Diretto da Gary Ross (“Dave”, “ Presidente per un giorno”) e prodotto dalla Warner Bros, il film è uscito nelle sale statunitensi a fine marzo, ottenendo un grande riscontro di pubblico, mentre è giunto il 1 maggio in quelle italiane.

La trama si svolge in un’era successiva all’apocalisse nella città di Capitol, la più ricca di Panem, che è contornata da dodici villaggi più poveri.
Nella città ogni anno si svolgono gli Hunger Games, una serie di combattimenti ai quali partecipano 1 ragazzo ed una ragazza per ogni distretto povero, alla fine dei quali un solo combattente rimarrà in vita. I giochi rappresentano un vero e proprio reality, e sono seguiti in diretta tv dalla popolazione.
Una ragazza di sedici anni del dodicesimo distretto, Katniss Everdeen (Jennifer Lawrence), si offre di partecipare ai combattimenti in sostituzione della sorella minore.
Assieme a lei andrà anche il giovane Peeta Mellark (Josh Hutcherson).

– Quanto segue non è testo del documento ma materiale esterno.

//! Command location verification
//!
//! Checks that the commands a dependency provides are all present and all
//! come from one place. Mixing commands from our own install mechanism with
//! commands from elsewhere is always reported as a conflict: a check must
//! never take credit for commands it didn't install.
//!
//! The decision ([`classify`]) is pure; [`report`] does the logging.

use crate::context::{InstallSource, ProcessExecutor};
use crate::probe::PathProbe;
use crate::text::{pluralize, quoted_list};
use crate::types::{CommandLocation, Located};
use std::path::{Path, PathBuf};

/// Classify resolved commands into a [`CommandLocation`]
///
/// `resolved` pairs each command name with the directory it runs from (or
/// `None` if it doesn't resolve). `is_ours` decides which present commands
/// belong to the component's own install mechanism. Commands that aren't
/// ours must all come from one single directory.
pub fn classify<F>(resolved: &[(String, Option<PathBuf>)], is_ours: F) -> CommandLocation
where
    F: Fn(&str, &Path) -> bool,
{
    let mut ours: Option<Located> = None;
    let mut other: Vec<Located> = Vec::new();
    let mut missing = Vec::new();

    for (name, dir) in resolved {
        match dir {
            Some(dir) if is_ours(name.as_str(), dir.as_path()) => ours
                .get_or_insert_with(|| Located {
                    commands: Vec::new(),
                    dir: dir.clone(),
                })
                .commands
                .push(name.clone()),
            Some(dir) => match other.iter_mut().find(|group| group.dir == *dir) {
                Some(group) => group.commands.push(name.clone()),
                None => other.push(Located {
                    commands: vec![name.clone()],
                    dir: dir.clone(),
                }),
            },
            None => missing.push(name.clone()),
        }
    }

    let sources = usize::from(ours.is_some()) + other.len();
    if sources > 1 {
        let mut locations: Vec<Located> = ours.into_iter().collect();
        locations.extend(other);
        return CommandLocation::Conflicting { locations };
    }

    if !missing.is_empty() {
        return CommandLocation::Missing { missing };
    }

    match (ours, other.pop()) {
        (Some(location), _) => CommandLocation::InPath {
            location,
            ours: true,
        },
        (None, Some(location)) => CommandLocation::InPath {
            location,
            ours: false,
        },
        // Nothing was asked for, so nothing is missing
        (None, None) => CommandLocation::InPath {
            location: Located {
                commands: Vec::new(),
                dir: PathBuf::new(),
            },
            ours: false,
        },
    }
}

/// "'a' runs from /usr/bin" / "'a' and 'b' run from /usr/bin"
pub fn location_phrase(location: &Located) -> String {
    format!(
        "{} {} from {}",
        quoted_list(&location.commands),
        pluralize(location.commands.len(), "runs", "run"),
        location.dir.display()
    )
}

/// The one-line message describing a check outcome
pub fn message(dep_name: &str, location: &CommandLocation) -> String {
    match location {
        CommandLocation::InPath { location, .. } => format!("{}.", location_phrase(location)),
        CommandLocation::Missing { missing } => format!(
            "{} {} missing.",
            quoted_list(missing),
            pluralize(missing.len(), "is", "are")
        ),
        CommandLocation::Conflicting { locations } => {
            let phrases: Vec<String> = locations.iter().map(location_phrase).collect();
            format!(
                "The commands for {} run from more than one place: {}.",
                dep_name,
                phrases.join(", but ")
            )
        }
    }
}

/// Log the outcome of a check
pub fn report(dep_name: &str, location: &CommandLocation) {
    let msg = message(dep_name, location);
    match location {
        CommandLocation::InPath { .. } => log::info!("{}", msg),
        CommandLocation::Missing { .. } => log::warn!("{}", msg),
        CommandLocation::Conflicting { .. } => log::error!("{}", msg),
    }
}

/// Verifies that a dependency's commands come from one consistent place
pub struct CommandLocationVerifier<'a, E> {
    probe: PathProbe<E>,
    source: &'a dyn InstallSource,
}

impl<'a, E: ProcessExecutor> CommandLocationVerifier<'a, E> {
    pub fn new(executor: E, source: &'a dyn InstallSource) -> Self {
        Self {
            probe: PathProbe::new(executor),
            source,
        }
    }

    /// Resolve each command's directory, once per name
    pub fn resolve(&self, commands: &[&str]) -> Vec<(String, Option<PathBuf>)> {
        commands
            .iter()
            .map(|name| ((*name).to_string(), self.probe.cmd_dir(name)))
            .collect()
    }

    /// Classify without logging
    ///
    /// With `custom_dir`, "ours" means "runs from exactly that directory";
    /// otherwise the install source decides.
    pub fn classify(&self, commands: &[&str], custom_dir: Option<&Path>) -> CommandLocation {
        let resolved = self.resolve(commands);
        match custom_dir {
            Some(custom) => classify(&resolved, |_, dir| dir == custom),
            None => classify(&resolved, |name, dir| self.source.provides(name, dir)),
        }
    }

    /// Check and report whether `commands` are in the PATH from one place
    pub fn commands_in_path(
        &self,
        dep_name: &str,
        commands: &[&str],
        custom_dir: Option<&Path>,
    ) -> CommandLocation {
        let location = self.classify(commands, custom_dir);
        report(dep_name, &location);
        location
    }
}

#[cfg(test)]
mod tests {
    use super::*;
    use crate::context::PrefixInstallSource;
    use crate::probe::tests::WhichTable;

    fn brew() -> PrefixInstallSource {
        PrefixInstallSource::new("homebrew", vec![PathBuf::from("/opt/homebrew/bin")])
    }

    #[test]
    fn test_all_from_other_location_is_met() {
        let source = brew();
        let exec = WhichTable::new(&[("git", "/usr/bin/git"), ("gitk", "/usr/bin/gitk")]);
        let verifier = CommandLocationVerifier::new(exec, &source);

        let result = verifier.commands_in_path("git", &["git", "gitk"], None);
        assert_eq!(
            result,
            CommandLocation::InPath {
                location: Located {
                    commands: vec!["git".into(), "gitk".into()],
                    dir: "/usr/bin".into(),
                },
                ours: false,
            }
        );
        assert_eq!(message("git", &result), "'git' and 'gitk' run from /usr/bin.");
    }

    #[test]
    fn test_all_ours_is_met() {
        let source = brew();
        let exec = WhichTable::new(&[("psql", "/opt/homebrew/bin/psql")]);
        let verifier = CommandLocationVerifier::new(exec, &source);

        let result = verifier.classify(&["psql"], None);
        assert!(result.is_met());
        assert_eq!(message("postgres", &result), "'psql' runs from /opt/homebrew/bin.");
    }

    #[test]
    fn test_mixed_sources_conflict() {
        let source = brew();
        let exec = WhichTable::new(&[
            ("psql", "/opt/homebrew/bin/psql"),
            ("pg_dump", "/usr/bin/pg_dump"),
        ]);
        let verifier = CommandLocationVerifier::new(exec, &source);

        let result = verifier.commands_in_path("postgres", &["psql", "pg_dump"], None);
        assert!(result.is_conflicting());
        assert_eq!(
            message("postgres", &result),
            "The commands for postgres run from more than one place: \
             'psql' runs from /opt/homebrew/bin, but 'pg_dump' runs from /usr/bin."
        );
    }

    #[test]
    fn test_custom_dir_conflict() {
        // {a,b} in /usr/bin and {c} in /usr/local/bin, with /usr/bin as ours
        let source = brew();
        let exec = WhichTable::new(&[
            ("a", "/usr/bin/a"),
            ("b", "/usr/bin/b"),
            ("c", "/usr/local/bin/c"),
        ]);
        let verifier = CommandLocationVerifier::new(exec, &source);

        let result = verifier.classify(&["a", "b", "c"], Some(Path::new("/usr/bin")));
        assert_eq!(
            result,
            CommandLocation::Conflicting {
                locations: vec![
                    Located {
                        commands: vec!["a".into(), "b".into()],
                        dir: "/usr/bin".into(),
                    },
                    Located {
                        commands: vec!["c".into()],
                        dir: "/usr/local/bin".into(),
                    },
                ],
            }
        );
    }

    #[test]
    fn test_two_foreign_locations_conflict() {
        // Neither /usr/bin nor /usr/local/bin is ours
        let source = brew();
        let exec = WhichTable::new(&[
            ("a", "/usr/bin/a"),
            ("b", "/usr/bin/b"),
            ("c", "/usr/local/bin/c"),
        ]);
        let verifier = CommandLocationVerifier::new(exec, &source);

        let result = verifier.classify(&["a", "b", "c"], None);
        assert!(result.is_conflicting());
        assert_eq!(
            message("abc", &result),
            "The commands for abc run from more than one place: \
             'a' and 'b' run from /usr/bin, but 'c' runs from /usr/local/bin."
        );
    }

    #[test]
    fn test_conflict_wins_over_missing() {
        let source = brew();
        let exec = WhichTable::new(&[("a", "/opt/homebrew/bin/a"), ("b", "/usr/bin/b")]);
        let verifier = CommandLocationVerifier::new(exec, &source);

        let result = verifier.classify(&["a", "b", "nope"], None);
        assert!(result.is_conflicting());
    }

    #[test]
    fn test_single_missing_message() {
        let source = brew();
        let verifier = CommandLocationVerifier::new(WhichTable::new(&[]), &source);

        let result = verifier.commands_in_path("x", &["x"], None);
        assert_eq!(
            result,
            CommandLocation::Missing {
                missing: vec!["x".into()]
            }
        );
        assert_eq!(message("x", &result), "'x' is missing.");
    }

    #[test]
    fn test_multiple_missing_message() {
        let source = brew();
        let verifier = CommandLocationVerifier::new(WhichTable::new(&[]), &source);

        let result = verifier.classify(&["x", "y"], None);
        assert_eq!(message("xy", &result), "'x' and 'y' are missing.");
    }

    #[test]
    fn test_partially_missing_is_unmet() {
        let source = brew();
        let exec = WhichTable::new(&[("x", "/usr/bin/x")]);
        let verifier = CommandLocationVerifier::new(exec, &source);

        let result = verifier.classify(&["x", "y"], None);
        assert_eq!(
            result,
            CommandLocation::Missing {
                missing: vec!["y".into()]
            }
        );
    }

    #[test]
    fn test_classify_ours_across_bin_dirs() {
        let resolved = vec![
            ("a".to_string(), Some(PathBuf::from("/opt/homebrew/bin"))),
            ("b".to_string(), Some(PathBuf::from("/opt/homebrew/sbin"))),
        ];
        let result = classify(&resolved, |_, dir| dir.starts_with("/opt/homebrew"));
        assert_eq!(
            result,
            CommandLocation::InPath {
                location: Located {
                    commands: vec!["a".into(), "b".into()],
                    dir: "/opt/homebrew/bin".into(),
                },
                ours: true,
            }
        );
    }

    #[test]
    fn test_classify_nothing_requested() {
        assert!(classify(&[], |_, _| false).is_met());
    }
}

In un’intervista che precede i giochi, Peeta svela il suo amore per la ragazza, ma la cosa indispettisce Katniss che teme un complotto ai suoi danni.
L’inizio dei giochi è cruento, e Katniss sfrutta tutte le sue grandi capacità nella caccia.
Peete si allea con i Careers e cerca di seguire le tracce della ragazza nei boschi.
Dopo alcuni combattimenti che la vedono vincitrice, Katniss decide di sfruttare le nuove regole del gioco che consentono ad una coppia dello stesso distretto di aggiudicarsi la vittoria.
La sedicenne cerca di rintracciare Peeta, trovandolo ferito e prendendosi cura di lui.
Nei successivi combattimenti, Peeta sta per essere ucciso, ma viene salvato da Katniss.
A questo punto gli organizzatori mutano nuovamente le regole, decidendo che uno solo sarà il vincitore, in modo da stimolare una battaglia finale fra i due innamorati.
Katniss e Peeta raccolgono però delle bacche velenose e minacciano di suicidarsi, facendo in modo che non ci sia alcun vincitore.
I giovani vengono così dichiarati ambedue meritevoli della vittoria.
Seneca Crane, responsabile del gioco, viene però costretta a suicidarsi ingerendo le bacche per non essere riuscita nell’intento di decretare un solo vincitore.
Mentre, al loro ritorno a casa, Peeta e soprattutto Katniss si accorgono di essere divenuti dei personaggi scomodi e a rischio per aver sfidato i leader del gioco, a Capitol il presidente Snow (Donald Sutherland) decide del loro destino.

Hunger Games è un film di fantascienza non privo, però, di risvolti sociali facilmente riconducibili alla nostra realtà. La vittoria della protagonista si erge infatti come messaggio di ribellione e speranza per le future generazioni.